Les paragraphes suivant évoquent, avec une précision moindre, les attaques de Philippeville, puis de Guelma, du Khroubs, et d’autres localités simplement énumérées, de façon à souligner l’aspect militaire de l’offensive de l’ALN, mais nulle part il n’est signalée de pertes infligées par les insurgés à la population civile française. Il y a pourtant un renvoi à une annexe située à la fin du tome 3 et intitulée « Bilan des actions de l’ALN du 20 août 1955 dans le Nord-Constantinois », qui indique à plusieurs reprises des nombres d’Européens tués ou blessés (notamment à El Halia : « 30 Européens tués ») sans préciser qu’il s’agissait de civils ; mais c’est un emprunt à une publication algérienne, « Le 20 août, journée nationale du Moudjahid », Alger, Musée national du Moudjahid, août 1978 [51]. Ainsi, la publication communiste donne l’impression de ne pas oser évoquer ce sujet plus que délicat autrement qu’en s’abritant derrière une publication officielle algérienne, ce qui laisse une impression très désagréable d’opportunisme politique.
Je ne peux que répéter ce que j’avais écrit à ce sujet dans mon compte rendu de l’Annuaire de l’Afrique du Nord 1981 : « Cette décision (de participer à la lutte armée, prise en juin 1955) impliquait pour le PCA l’acceptation de deux risques : la perte de son statut légal, et celle de son électorat européen. Sa réaction aux événements du 20 août 1955 précipita l’actualisation des deux. H. J. Douzon explique en détail la décision et la préparation de cette offensive générale de la wilaya II. On regrette qu’il accorde beaucoup moins d’attention aux massacres d’Européens qu’aux représailles qui en furent la conséquence. Le lecteur cherchera en vain son jugement sur la participation d’ouvriers musulmans au massacres de leurs camarades français et de leurs familles à la mine d’El Halia. Ce silence devant « l’abominable provocation » (Albert Camus) lui enlève toute crédibilité quand il accuse Guy Mollet d’avoir capitulé le 6 février 1956 devant une minorité d’ « ultras » non représentative de la masse des Français d’Algérie, et quand il juge « imprévisible » et « irrationnel » leur exode final ». Et un peu plus loin : « Il semble donc que le PCA ait renoncé à défendre sa clientèle européenne, sa conception de la nation algérienne, et l’internationalisme prolétarien, pour sauvegarder son avenir en tant que parti algérien et la participation de ses militants à la révolution algérienne. On peut, certes, exalter comme le font nos auteurs l’étonnante solidarité de ce petit groupe d’hommes de toutes origines unis par la même foi politique, et particulièrement le courage des communistes européens ou juifs, reniés par leur milieu et très mal traités par les forces de répression. Mais cela ne permet pas de prétendre, comme le fit le PCF contre toute évidence, que la nation algérienne au sens thorézien s’était formée, et qu’elle luttait toute entière pour son indépendance. Le FLN, et même le PCA, réfutèrent à juste titre cette contre-vérité ». [52]

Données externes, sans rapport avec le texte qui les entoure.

use std::time::Duration;

use async_trait::async_trait;

use super::error::ExportResult;

/// Opaque reference to one discovered recording row.
///
/// Handles are only valid until the next capture refreshes the list; the
/// generation stamp lets the driver reject stale ones instead of clicking a
/// detached DOM node.
#[derive(Debug, Clone, Copy, PartialEq, Eq)]
pub struct ItemHandle {
    slot: usize,
    generation: u64,
}

impl ItemHandle {
    pub fn new(slot: usize, generation: u64) -> Self {
        Self { slot, generation }
    }

    pub fn slot(&self) -> usize {
        self.slot
    }

    pub fn generation(&self) -> u64 {
        self.generation
    }
}

/// A CSS selector, optionally constrained to elements whose text contains a
/// needle. The target UI mostly distinguishes controls by label rather than
/// by stable class names, and text matching has no CSS equivalent.
#[derive(Debug, Clone, Copy, PartialEq, Eq)]
pub struct Locator<'a> {
    pub css: &'a str,
    pub text: Option<&'a str>,
}

impl<'a> Locator<'a> {
    pub const fn css(css: &'a str) -> Self {
        Self { css, text: None }
    }

    pub const fn with_text(css: &'a str, text: &'a str) -> Self {
        Self {
            css,
            text: Some(text),
        }
    }
}

/// The page operations the export engine needs from a browser.
///
/// `BrowserSession` implements this over CDP; tests drive the engine with
/// scripted implementations instead of a live Chromium.
#[async_trait(?Send)]
pub trait UiDriver {
    async fn navigate(&mut self, url: &str) -> ExportResult<()>;

    /// Runs a script in the page and returns its JSON value.
    async fn evaluate(&mut self, script: &str) -> ExportResult<serde_json::Value>;

    /// How many elements currently match `selector`.
    async fn match_count(&mut self, selector: &str) -> ExportResult<usize>;

    /// Captures the current matches of `selector` as a fresh set of item
    /// handles, invalidating all previously captured handles.
    async fn capture_items(&mut self, selector: &str) -> ExportResult<Vec<ItemHandle>>;

    /// Like [`capture_items`](Self::capture_items), but widens each match to
    /// its nearest enclosing list-item ancestor (the match itself when none
    /// exists). Used for content markers that decorate a clickable row.
    async fn capture_widened(&mut self, marker: &str) -> ExportResult<Vec<ItemHandle>>;

    /// Last-resort capture: visible, interactive-looking elements that carry
    /// text or children. Intentionally permissive.
    async fn capture_heuristic(&mut self) -> ExportResult<Vec<ItemHandle>>;

    async fn click_item(&mut self, item: ItemHandle) -> ExportResult<()>;

    /// Clicks the first element matching `locator`. Returns `false` when
    /// nothing matches; errors are reserved for transport failures.
    async fn click_first(&mut self, locator: Locator<'_>) -> ExportResult<bool>;

    /// Waits for `locator` to match, bounded by `timeout`. Returns whether
    /// it appeared in time.
    async fn wait_for(&mut self, locator: Locator<'_>, timeout: Duration) -> ExportResult<bool>;

    /// Waits for the next download event, bounded by `timeout`. Returns
    /// whether one was observed.
    async fn wait_for_download(&mut self, timeout: Duration) -> ExportResult<bool>;

    async fn history_back(&mut self) -> ExportResult<()>;

    /// Full reload, resolved once the DOM content has loaded.
    async fn reload(&mut self) -> ExportResult<()>;
}
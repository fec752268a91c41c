use std::io;
use std::path::PathBuf;

use clap::{Args, CommandFactory, Parser, Subcommand, ValueEnum};
use clap_complete::Shell;
use thiserror::Error;

pub mod commands;

pub type Result<T> = std::result::Result<T, AppError>;

#[derive(Debug, Error)]
pub enum AppError {
    #[error("config error: {0}")]
    Config(#[from] plaud_core::ConfigError),
    #[error("export error: {0}")]
    Export(#[from] plaud_core::ExportError),
    #[error("io error: {0}")]
    Io(#[from] std::io::Error),
    #[error("serialization error: {0}")]
    Serialize(#[from] serde_json::Error),
}

#[derive(Parser, Debug)]
#[command(author, version, about = "Plaud recording export control interface", long_about = None)]
pub struct Cli {
    /// Path to the settings file (created on first run)
    #[arg(long)]
    pub settings: Option<PathBuf>,
    /// Output format
    #[arg(long, value_enum, default_value_t = OutputFormat::Text)]
    pub format: OutputFormat,
    #[command(subcommand)]
    pub command: Commands,
}

#[derive(Debug, Clone, Copy, ValueEnum)]
pub enum OutputFormat {
    Text,
    Json,
}

#[derive(Subcommand, Debug)]
pub enum Commands {
    /// Exports recordings through a browser-driven session
    Run(RunArgs),
    /// Normalizes leftover download filenames in a directory
    Sweep(SweepArgs),
    /// Generates shell completions
    Completions {
        #[arg(value_enum)]
        shell: Shell,
    },
}

#[derive(Args, Debug, Default)]
pub struct RunArgs {
    /// Where exported recordings are saved
    #[arg(long)]
    pub download_dir: Option<PathBuf>,
    /// Inter-step delay in milliseconds
    #[arg(long)]
    pub delay_ms: Option<u64>,
    /// Maximum recordings to export (-1 exports everything)
    #[arg(long)]
    pub max_recordings: Option<i64>,
    /// Runs the browser without a visible window
    #[arg(long, default_value_t = false)]
    pub headless: bool,
    /// Forces an isolated browser session even when a host profile exists
    #[arg(long, default_value_t = false)]
    pub fresh_profile: bool,
    /// Overrides the target application URL
    #[arg(long)]
    pub target_url: Option<String>,
}

#[derive(Args, Debug)]
pub struct SweepArgs {
    /// Directory to sweep; defaults to the configured download directory
    #[arg(long)]
    pub dir: Option<PathBuf>,
}

pub fn run(cli: Cli) -> Result<()> {
    tracing_subscriber::fmt()
        .with_env_filter(tracing_subscriber::EnvFilter::from_default_env())
        .with_writer(io::stderr)
        .init();

    match &cli.command {
        Commands::Run(args) => commands::export::execute(&cli, args),
        Commands::Sweep(args) => commands::sweep::execute(&cli, args),
        Commands::Completions { shell } => {
            clap_complete::generate(*shell, &mut Cli::command(), "plaudctl", &mut io::stdout());
            Ok(())
        }
    }
}

pub fn default_settings_path() -> PathBuf {
    dirs::config_dir()
        .unwrap_or_else(|| PathBuf::from("."))
        .join("plaud-export")
        .join("settings.toml")
}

L’année suivante, en 1982, parut la première Histoire de la guerre d’Algérie [53] due à deux historiens de métier, Bernard Droz et Evelyne Lever. Constamment rééditée depuis avec une bibliographie soigneusement mise à jour, c’est incontestablement la première grande synthèse historique française sur le sujet. La première partie, sur la période 1954-1958, est due à Bernard Droz.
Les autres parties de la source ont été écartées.